#### INSTRUCTIONS FOR THE TASK
Report only the number of lines in this material that include the string "StdRng".

-.-.-

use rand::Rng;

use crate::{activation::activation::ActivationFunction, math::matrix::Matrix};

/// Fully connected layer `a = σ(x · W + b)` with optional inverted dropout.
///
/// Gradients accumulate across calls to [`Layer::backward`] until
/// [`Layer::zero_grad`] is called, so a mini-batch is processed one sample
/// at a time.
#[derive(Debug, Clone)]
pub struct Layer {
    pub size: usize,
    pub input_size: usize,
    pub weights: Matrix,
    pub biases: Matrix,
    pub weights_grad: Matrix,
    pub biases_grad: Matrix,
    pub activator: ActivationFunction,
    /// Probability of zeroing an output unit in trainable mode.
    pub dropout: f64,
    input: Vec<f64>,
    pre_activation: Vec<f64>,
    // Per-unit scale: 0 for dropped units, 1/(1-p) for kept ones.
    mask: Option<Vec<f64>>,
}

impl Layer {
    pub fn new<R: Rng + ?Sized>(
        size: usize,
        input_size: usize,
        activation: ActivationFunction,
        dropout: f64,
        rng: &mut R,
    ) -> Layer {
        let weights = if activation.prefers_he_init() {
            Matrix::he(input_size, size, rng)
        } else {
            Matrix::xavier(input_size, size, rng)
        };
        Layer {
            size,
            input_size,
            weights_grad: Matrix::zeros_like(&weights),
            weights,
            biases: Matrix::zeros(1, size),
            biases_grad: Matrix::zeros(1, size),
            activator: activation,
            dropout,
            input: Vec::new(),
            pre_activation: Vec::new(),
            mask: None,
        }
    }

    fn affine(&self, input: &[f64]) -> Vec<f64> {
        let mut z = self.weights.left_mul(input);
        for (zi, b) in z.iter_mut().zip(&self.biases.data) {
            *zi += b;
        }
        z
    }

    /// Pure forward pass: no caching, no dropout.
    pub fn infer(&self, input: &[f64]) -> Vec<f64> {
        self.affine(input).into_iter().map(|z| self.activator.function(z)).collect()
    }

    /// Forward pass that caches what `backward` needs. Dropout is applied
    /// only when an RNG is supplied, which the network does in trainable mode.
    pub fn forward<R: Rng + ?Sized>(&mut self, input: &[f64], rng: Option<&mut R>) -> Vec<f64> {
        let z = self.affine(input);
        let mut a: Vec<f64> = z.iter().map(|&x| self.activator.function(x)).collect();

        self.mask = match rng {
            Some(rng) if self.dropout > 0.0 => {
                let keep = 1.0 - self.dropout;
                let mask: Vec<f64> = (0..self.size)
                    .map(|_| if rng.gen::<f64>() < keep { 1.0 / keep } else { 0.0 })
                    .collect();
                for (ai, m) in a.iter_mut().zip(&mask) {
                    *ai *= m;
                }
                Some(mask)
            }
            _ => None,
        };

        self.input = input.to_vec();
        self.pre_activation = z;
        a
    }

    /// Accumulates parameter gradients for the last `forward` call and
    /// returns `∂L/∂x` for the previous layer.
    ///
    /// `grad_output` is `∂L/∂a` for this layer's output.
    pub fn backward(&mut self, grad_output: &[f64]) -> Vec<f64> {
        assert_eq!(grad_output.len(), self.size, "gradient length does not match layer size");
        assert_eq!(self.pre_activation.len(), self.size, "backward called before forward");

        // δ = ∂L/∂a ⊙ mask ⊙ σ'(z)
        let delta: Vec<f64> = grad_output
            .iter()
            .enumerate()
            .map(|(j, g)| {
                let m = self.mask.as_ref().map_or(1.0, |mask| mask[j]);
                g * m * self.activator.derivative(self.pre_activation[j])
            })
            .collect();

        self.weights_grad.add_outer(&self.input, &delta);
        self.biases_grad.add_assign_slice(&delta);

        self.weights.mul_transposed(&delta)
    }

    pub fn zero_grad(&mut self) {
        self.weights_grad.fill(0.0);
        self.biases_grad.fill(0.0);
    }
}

-.-.-

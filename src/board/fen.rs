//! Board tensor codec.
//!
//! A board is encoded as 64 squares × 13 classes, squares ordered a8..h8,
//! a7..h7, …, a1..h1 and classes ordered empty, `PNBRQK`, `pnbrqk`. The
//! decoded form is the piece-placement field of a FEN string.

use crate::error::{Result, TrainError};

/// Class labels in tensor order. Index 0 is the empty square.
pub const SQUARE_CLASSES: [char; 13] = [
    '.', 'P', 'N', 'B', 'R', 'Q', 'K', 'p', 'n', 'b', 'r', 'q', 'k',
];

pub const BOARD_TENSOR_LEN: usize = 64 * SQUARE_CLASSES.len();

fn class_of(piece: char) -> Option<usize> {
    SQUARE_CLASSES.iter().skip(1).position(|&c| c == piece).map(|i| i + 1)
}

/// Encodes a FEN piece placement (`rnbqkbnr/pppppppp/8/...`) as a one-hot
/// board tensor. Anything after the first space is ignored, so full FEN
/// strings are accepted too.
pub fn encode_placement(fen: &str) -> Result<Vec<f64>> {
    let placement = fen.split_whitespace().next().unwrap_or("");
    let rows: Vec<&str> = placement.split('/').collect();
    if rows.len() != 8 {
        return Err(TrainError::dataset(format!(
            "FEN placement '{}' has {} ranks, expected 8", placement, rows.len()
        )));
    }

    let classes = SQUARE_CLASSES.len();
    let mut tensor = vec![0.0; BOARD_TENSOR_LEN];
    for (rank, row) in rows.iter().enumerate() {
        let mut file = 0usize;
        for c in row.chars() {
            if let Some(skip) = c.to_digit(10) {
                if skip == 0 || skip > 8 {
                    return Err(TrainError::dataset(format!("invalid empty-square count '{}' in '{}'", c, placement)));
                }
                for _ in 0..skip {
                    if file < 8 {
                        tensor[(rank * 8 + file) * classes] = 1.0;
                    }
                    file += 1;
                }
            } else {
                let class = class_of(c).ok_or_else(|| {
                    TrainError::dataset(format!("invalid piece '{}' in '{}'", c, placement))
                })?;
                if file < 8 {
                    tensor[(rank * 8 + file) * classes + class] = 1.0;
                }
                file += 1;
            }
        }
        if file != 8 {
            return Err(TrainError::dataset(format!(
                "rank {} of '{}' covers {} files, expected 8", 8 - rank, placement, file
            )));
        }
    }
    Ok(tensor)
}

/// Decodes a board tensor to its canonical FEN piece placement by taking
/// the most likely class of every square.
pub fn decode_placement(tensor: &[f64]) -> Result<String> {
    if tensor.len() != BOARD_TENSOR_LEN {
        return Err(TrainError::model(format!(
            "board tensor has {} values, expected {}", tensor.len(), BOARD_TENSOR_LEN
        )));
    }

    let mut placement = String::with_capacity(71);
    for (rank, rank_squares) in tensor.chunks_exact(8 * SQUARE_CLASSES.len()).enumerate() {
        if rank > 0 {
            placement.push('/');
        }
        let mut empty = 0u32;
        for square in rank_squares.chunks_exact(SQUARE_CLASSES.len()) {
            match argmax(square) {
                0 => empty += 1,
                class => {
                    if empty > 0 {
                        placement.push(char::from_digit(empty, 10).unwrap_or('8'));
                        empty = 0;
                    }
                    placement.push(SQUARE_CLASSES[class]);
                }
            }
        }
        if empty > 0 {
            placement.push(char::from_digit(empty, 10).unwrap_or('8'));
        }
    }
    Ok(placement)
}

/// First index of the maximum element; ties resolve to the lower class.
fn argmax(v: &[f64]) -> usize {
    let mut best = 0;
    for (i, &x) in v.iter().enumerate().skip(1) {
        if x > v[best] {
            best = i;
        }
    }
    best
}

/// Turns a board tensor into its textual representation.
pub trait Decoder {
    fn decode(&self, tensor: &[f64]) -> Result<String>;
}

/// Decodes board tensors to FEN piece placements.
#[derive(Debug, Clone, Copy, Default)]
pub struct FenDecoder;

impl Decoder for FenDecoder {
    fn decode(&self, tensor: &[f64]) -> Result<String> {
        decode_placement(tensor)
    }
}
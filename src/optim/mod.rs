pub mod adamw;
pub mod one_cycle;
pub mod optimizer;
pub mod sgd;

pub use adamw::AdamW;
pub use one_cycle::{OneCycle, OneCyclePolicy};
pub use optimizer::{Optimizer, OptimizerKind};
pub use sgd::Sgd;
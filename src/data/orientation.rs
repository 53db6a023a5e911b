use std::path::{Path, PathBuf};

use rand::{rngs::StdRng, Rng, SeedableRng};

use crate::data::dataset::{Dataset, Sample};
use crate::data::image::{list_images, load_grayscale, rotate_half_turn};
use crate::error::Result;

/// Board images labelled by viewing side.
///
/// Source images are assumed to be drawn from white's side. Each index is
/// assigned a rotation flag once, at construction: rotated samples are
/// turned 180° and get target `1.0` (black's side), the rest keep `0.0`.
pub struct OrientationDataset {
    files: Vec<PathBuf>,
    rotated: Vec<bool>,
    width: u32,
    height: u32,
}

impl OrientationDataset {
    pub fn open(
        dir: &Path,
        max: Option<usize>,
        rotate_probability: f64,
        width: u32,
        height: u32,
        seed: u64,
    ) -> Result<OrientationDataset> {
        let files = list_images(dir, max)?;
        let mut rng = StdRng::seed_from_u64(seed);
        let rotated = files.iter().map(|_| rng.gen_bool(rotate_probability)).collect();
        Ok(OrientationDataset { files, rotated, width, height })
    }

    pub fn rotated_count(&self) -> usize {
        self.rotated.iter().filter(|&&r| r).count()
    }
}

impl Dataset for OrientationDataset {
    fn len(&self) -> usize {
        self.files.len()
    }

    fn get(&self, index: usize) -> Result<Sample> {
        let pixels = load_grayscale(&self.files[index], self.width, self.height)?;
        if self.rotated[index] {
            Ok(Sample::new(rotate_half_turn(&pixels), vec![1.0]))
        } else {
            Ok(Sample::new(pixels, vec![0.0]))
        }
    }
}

-.-.-

#### ANSWER TO THIS PROBLEM
2